To do =
All records below are to be set down exactly, each character intact.

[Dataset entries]
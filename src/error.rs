//! Zone request error types

use std::io;
use thiserror::Error;

/// Result type for zone requests
pub type ZoneResult<T> = Result<T, ZoneError>;

/// Error code reported with every rejected request
pub const ZONE_ERROR_CODE: u16 = 338;

/// Errors raised while accepting a zone request.
///
/// The engine itself cannot fail; everything here is detected before it
/// runs. The display text is the fixed client-facing message, the `reason`
/// carries the detail for logs.
#[derive(Error, Debug)]
pub enum ZoneError {
    #[error("Pixels have incorrect format")]
    MalformedPixels { reason: String },

    #[error("Routers have incorrect format")]
    MalformedRouters { reason: String },

    #[error("Walls have incorrect format")]
    MalformedWalls { reason: String },

    #[error("Wall Scale have incorrect format")]
    MalformedScale { reason: String },

    #[error("Receiver coefficient has incorrect format")]
    MalformedReceiverCoef { reason: String },

    /// Request body is not JSON at all
    #[error("Request is not valid JSON: {0}")]
    Json(#[from] serde_json::Error),

    #[error("I/O error: {0}")]
    Io(#[from] io::Error),
}

impl ZoneError {
    /// Detail behind a validation failure, if any.
    pub fn reason(&self) -> Option<&str> {
        match self {
            ZoneError::MalformedPixels { reason }
            | ZoneError::MalformedRouters { reason }
            | ZoneError::MalformedWalls { reason }
            | ZoneError::MalformedScale { reason }
            | ZoneError::MalformedReceiverCoef { reason } => Some(reason),
            ZoneError::Json(_) | ZoneError::Io(_) => None,
        }
    }

    /// True for errors caused by the request content.
    pub fn is_client_error(&self) -> bool {
        !matches!(self, ZoneError::Io(_))
    }
}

Output for this task =
filename src/error.rs
//! Zone request error types

use std::io;
use thiserror::Error;

/// Result type for zone requests
pub type ZoneResult<T> = Result<T, ZoneError>;

/// Error code reported with every rejected request
pub const ZONE_ERROR_CODE: u16 = 338;

/// Errors raised while accepting a zone request.
///
/// The engine itself cannot fail; everything here is detected before it
/// runs. The display text is the fixed client-facing message, the `reason`
/// carries the detail for logs.
#[derive(Error, Debug)]
pub enum ZoneError {
    #[error("Pixels have incorrect format")]
    MalformedPixels { reason: String },

    #[error("Routers have incorrect format")]
    MalformedRouters { reason: String },

    #[error("Walls have incorrect format")]
    MalformedWalls { reason: String },

    #[error("Wall Scale have incorrect format")]
    MalformedScale { reason: String },

    #[error("Receiver coefficient has incorrect format")]
    MalformedReceiverCoef { reason: String },

    /// Request body is not JSON at all
    #[error("Request is not valid JSON: {0}")]
    Json(#[from] serde_json::Error),

    #[error("I/O error: {0}")]
    Io(#[from] io::Error),
}

impl ZoneError {
    /// Detail behind a validation failure, if any.
    pub fn reason(&self) -> Option<&str> {
        match self {
            ZoneError::MalformedPixels { reason }
            | ZoneError::MalformedRouters { reason }
            | ZoneError::MalformedWalls { reason }
            | ZoneError::MalformedScale { reason }
            | ZoneError::MalformedReceiverCoef { reason } => Some(reason),
            ZoneError::Json(_) | ZoneError::Io(_) => None,
        }
    }

    /// True for errors caused by the request content.
    pub fn is_client_error(&self) -> bool {
        !matches!(self, ZoneError::Io(_))
    }
}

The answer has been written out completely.